Exercise details >> Find every line in the records below that contains the word "Serialize", and copy each such line.

Stored data >>
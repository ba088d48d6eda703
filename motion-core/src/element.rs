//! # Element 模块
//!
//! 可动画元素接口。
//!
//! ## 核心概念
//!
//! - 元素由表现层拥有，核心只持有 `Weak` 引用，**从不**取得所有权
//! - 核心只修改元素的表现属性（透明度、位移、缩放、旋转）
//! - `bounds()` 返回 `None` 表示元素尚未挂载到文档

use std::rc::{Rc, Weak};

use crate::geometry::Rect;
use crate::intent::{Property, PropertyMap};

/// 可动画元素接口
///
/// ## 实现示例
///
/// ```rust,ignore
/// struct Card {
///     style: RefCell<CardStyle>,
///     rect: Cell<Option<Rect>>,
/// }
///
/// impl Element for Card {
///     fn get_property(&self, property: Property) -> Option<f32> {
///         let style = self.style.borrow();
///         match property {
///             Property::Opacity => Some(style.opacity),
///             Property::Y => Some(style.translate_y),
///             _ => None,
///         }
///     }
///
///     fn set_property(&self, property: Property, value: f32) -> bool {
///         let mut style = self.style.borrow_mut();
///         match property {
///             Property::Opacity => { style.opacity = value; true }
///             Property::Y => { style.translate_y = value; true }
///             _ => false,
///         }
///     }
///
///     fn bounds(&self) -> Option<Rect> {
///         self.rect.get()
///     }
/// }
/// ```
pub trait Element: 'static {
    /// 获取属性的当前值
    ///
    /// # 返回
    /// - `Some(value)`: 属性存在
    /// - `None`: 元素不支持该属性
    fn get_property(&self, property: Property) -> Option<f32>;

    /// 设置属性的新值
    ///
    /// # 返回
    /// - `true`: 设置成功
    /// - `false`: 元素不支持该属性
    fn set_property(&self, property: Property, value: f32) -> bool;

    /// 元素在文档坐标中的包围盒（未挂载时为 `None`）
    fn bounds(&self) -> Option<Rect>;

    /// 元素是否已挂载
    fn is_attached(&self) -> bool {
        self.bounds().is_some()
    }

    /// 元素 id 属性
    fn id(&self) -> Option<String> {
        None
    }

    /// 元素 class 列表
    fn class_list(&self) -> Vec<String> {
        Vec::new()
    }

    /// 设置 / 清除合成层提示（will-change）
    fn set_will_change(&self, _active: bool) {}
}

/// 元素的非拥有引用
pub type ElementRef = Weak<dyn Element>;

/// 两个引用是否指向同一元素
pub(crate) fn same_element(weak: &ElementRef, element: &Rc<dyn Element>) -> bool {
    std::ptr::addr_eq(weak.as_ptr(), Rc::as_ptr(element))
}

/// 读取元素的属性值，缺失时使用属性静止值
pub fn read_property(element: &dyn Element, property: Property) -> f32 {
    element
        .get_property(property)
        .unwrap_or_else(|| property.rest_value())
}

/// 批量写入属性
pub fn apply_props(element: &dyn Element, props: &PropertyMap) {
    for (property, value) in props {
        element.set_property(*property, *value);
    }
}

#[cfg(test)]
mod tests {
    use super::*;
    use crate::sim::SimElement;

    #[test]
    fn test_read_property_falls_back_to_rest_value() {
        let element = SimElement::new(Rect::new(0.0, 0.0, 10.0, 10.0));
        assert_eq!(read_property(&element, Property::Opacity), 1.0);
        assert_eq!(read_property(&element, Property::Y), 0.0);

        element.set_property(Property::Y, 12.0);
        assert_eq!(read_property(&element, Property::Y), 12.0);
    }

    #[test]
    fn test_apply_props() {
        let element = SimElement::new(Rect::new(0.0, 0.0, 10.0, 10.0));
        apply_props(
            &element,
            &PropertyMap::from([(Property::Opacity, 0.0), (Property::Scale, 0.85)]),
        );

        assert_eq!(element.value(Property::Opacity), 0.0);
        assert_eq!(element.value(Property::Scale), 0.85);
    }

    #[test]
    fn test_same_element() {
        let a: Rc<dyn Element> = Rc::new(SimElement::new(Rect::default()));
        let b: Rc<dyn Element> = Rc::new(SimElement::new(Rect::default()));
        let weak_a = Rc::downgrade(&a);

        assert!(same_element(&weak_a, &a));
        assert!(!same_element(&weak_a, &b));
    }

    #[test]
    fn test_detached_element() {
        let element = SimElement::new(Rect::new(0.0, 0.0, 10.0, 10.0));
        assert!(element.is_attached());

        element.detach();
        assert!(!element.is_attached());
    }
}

--

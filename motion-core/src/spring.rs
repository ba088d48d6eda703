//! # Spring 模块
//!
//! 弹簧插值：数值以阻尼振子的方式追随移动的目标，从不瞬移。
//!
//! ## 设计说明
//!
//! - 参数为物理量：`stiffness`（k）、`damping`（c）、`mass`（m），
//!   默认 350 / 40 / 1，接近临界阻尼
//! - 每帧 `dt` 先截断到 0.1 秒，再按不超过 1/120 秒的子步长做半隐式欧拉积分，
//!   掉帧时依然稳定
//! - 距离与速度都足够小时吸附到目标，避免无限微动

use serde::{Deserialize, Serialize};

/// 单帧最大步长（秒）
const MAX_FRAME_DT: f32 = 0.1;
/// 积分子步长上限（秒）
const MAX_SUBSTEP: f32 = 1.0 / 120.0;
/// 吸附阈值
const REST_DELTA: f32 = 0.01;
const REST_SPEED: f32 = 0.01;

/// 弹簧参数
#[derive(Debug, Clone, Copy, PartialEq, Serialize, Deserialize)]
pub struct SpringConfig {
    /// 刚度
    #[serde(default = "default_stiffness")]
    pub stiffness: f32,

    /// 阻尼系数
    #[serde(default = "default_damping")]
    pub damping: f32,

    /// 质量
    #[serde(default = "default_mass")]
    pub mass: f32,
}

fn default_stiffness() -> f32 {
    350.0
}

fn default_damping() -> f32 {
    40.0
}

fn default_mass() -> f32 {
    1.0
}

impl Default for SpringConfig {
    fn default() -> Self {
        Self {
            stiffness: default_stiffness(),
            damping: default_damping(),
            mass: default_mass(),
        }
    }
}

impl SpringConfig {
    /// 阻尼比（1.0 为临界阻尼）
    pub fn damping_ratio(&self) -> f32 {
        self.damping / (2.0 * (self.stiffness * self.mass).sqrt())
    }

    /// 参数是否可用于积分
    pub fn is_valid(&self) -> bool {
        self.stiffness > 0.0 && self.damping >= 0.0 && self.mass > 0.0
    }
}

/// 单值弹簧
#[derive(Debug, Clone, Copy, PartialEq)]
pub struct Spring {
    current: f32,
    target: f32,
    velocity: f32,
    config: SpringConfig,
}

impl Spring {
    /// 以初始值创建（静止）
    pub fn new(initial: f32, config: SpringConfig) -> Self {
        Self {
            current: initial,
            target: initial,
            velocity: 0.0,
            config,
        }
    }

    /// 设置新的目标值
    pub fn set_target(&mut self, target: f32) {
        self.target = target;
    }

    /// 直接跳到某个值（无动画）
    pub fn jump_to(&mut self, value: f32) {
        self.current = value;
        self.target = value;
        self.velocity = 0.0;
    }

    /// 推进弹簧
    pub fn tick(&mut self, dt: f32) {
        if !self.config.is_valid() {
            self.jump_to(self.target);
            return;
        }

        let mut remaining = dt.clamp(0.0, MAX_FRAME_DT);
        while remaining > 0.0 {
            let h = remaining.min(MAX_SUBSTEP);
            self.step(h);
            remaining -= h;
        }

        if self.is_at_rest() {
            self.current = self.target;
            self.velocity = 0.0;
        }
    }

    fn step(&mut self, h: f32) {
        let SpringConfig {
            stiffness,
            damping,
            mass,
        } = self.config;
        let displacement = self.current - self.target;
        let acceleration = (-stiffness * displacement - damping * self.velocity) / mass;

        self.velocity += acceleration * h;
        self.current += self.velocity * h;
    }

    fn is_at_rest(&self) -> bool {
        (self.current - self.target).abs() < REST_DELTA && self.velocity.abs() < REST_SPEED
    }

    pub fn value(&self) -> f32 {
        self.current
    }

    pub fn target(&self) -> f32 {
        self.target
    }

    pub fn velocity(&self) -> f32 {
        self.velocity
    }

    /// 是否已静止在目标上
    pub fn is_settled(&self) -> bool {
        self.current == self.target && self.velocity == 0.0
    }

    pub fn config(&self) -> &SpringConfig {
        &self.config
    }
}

Written reply >>
use serde::{Deserialize, Serialize};
#[derive(Debug, Clone, Copy, PartialEq, Serialize, Deserialize)]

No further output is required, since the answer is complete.